SOFIA/FORCAST Observations of Warm Dust in S106: A Fragmented Environment
J. D. Adams, T. L. Herter, J. L. Hora, N. Schneider, R. M. Lau, J. G., Staughn, R. Simon, N. Smith, R. D. Gehrz, L. E. Allen, S. Bontemps, S. J., Carey, G. G. Fazio, R. A. Gutermuth, A. Guzman Fernandez, M. Hankins, T., Hill, E. Keto, X. P. Koenig, K. E. Kraemer, S. T. Megeath

TL;DR
This study uses multi-wavelength infrared observations and modeling to analyze the heating, composition, and fragmented dust environment in S106, revealing temperature gradients and dust properties around the source S106 IR.
Contribution
It provides detailed dust composition and temperature distribution analysis in S106 using new SOFIA/FORCAST data combined with other IR observations.
Findings
Dust heated mainly by S106 IR with minimal other contributions.

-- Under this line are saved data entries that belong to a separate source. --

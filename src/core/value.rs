//! Value codec for bound types.
//!
//! Every type that crosses the console boundary, as a variable or as a
//! command parameter, converts to and from text through [`ConsoleValue`].

use std::fmt;

/// Trait for types that can be read from and written to console text.
///
/// Implemented for `bool`, `char`, `String`, all primitive integers and both
/// float widths. Host types opt in by implementing it.
///
/// `Default` supplies the value a parameter takes when extraction fails.
pub trait ConsoleValue: Default + Send + Sync + 'static {
    /// Parse a value from a single token.
    fn parse(s: &str) -> Option<Self>;

    /// Format the value as console text.
    fn format(&self) -> String;
}

impl ConsoleValue for bool {
    fn parse(s: &str) -> Option<Self> {
        match s.to_lowercase().as_str() {
            "true" | "1" | "yes" | "on" => Some(true),
            "false" | "0" | "no" | "off" => Some(false),
            _ => None,
        }
    }

    fn format(&self) -> String {
        if *self { "1".to_string() } else { "0".to_string() }
    }
}

macro_rules! impl_console_value_int {
    ($($ty:ty),* $(,)?) => {
        $(
            impl ConsoleValue for $ty {
                fn parse(s: &str) -> Option<Self> {
                    s.parse().ok()
                }

                fn format(&self) -> String {
                    self.to_string()
                }
            }
        )*
    };
}

impl_console_value_int!(i8, i16, i32, i64, isize, u8, u16, u32, u64, usize);

macro_rules! impl_console_value_float {
    ($($ty:ty),* $(,)?) => {
        $(
            impl ConsoleValue for $ty {
                fn parse(s: &str) -> Option<Self> {
                    s.parse().ok()
                }

                fn format(&self) -> String {
                    // Avoid unnecessary decimal places
                    if self.fract() == 0.0 {
                        format!("{:.0}", self)
                    } else {
                        format!("{}", self)
                    }
                }
            }
        )*
    };
}

impl_console_value_float!(f32, f64);

impl ConsoleValue for char {
    fn parse(s: &str) -> Option<Self> {
        let mut chars = s.chars();
        match (chars.next(), chars.next()) {
            (Some(c), None) => Some(c),
            _ => None,
        }
    }

    fn format(&self) -> String {
        let mut buf = [0u8; 4];
        quote_if_needed(self.encode_utf8(&mut buf))
    }
}

impl ConsoleValue for String {
    fn parse(s: &str) -> Option<Self> {
        Some(s.to_string())
    }

    fn format(&self) -> String {
        quote_if_needed(self)
    }
}

/// Text that would not survive re-tokenization is quoted.
fn quote_if_needed(s: &str) -> String {
    if needs_quotes(s) { quote(s) } else { s.to_string() }
}

fn needs_quotes(s: &str) -> bool {
    s.is_empty()
        || s.chars().any(|c| {
            c.is_whitespace() || matches!(c, '"' | '\'' | '\\' | '(' | ')' | ';')
        })
}

/// Wrap text in double quotes, escaping `"` and `\`.
pub(crate) fn quote(s: &str) -> String {
    let mut quoted = String::with_capacity(s.len() + 2);
    quoted.push('"');
    for c in s.chars() {
        if c == '"' || c == '\\' {
            quoted.push('\\');
        }
        quoted.push(c);
    }
    quoted.push('"');
    quoted
}

/// How a native command's return value reaches the output sink.
///
/// `()` writes nothing. The built-in value types write their text on its own
/// line, which is what lets a value-returning command feed a nested
/// expression. Host types implement this alongside [`ConsoleValue`] when
/// their commands return them.
pub trait CommandReturn {
    /// Write the value to the output sink.
    fn emit(self, out: &mut dyn fmt::Write);
}

impl CommandReturn for () {
    #[inline]
    fn emit(self, _out: &mut dyn fmt::Write) {}
}

macro_rules! impl_command_return {
    ($($ty:ty),* $(,)?) => {
        $(
            impl CommandReturn for $ty {
                fn emit(self, out: &mut dyn fmt::Write) {
                    let _ = writeln!(out, "{}", self.format());
                }
            }
        )*
    };
}

impl_command_return!(
    bool, char, String, f32, f64, i8, i16, i32, i64, isize, u8, u16, u32, u64, usize,
);

impl<T: CommandReturn, E: fmt::Display> CommandReturn for Result<T, E> {
    fn emit(self, out: &mut dyn fmt::Write) {
        match self {
            Ok(value) => value.emit(out),
            Err(err) => {
                let _ = writeln!(out, "{}", err);
            }
        }
    }
}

Temperature gradient observed from 75 to 107 K in the lobes.
Environment is fragmented with cool lanes and pockets of warmer dust.
Abstract
We present mid-IR (19 - 37 microns) imaging observations of S106 from SOFIA/FORCAST, complemented with IR observations from Spitzer/IRAC (3.6 - 8.0 microns), IRTF/MIRLIN (11.3 and 12.5 microns), and Herschel/PACS (70 and 160 microns). We use these observations, observations in the literature, and radiation transfer modeling to study the heating and composition of the warm (~ 100 K) dust in the region. The dust is heated radiatively by the source S106 IR, with little contributions from grain-electron collisions and Ly-alpha radiation. The dust luminosity is >~ (9.02 +/- 1.01) x 10^4 L_sun, consistent with heating by a mid- to late-type O star. We find a temperature gradient (~ 75 - 107 K) in the lobes, which is consistent with a dusty equatorial geometry around S106 IR. Furthermore, the SOFIA observations resolve several cool (~ 65 - 70 K) lanes and pockets of warmer (~ 75 - 90 K) dust…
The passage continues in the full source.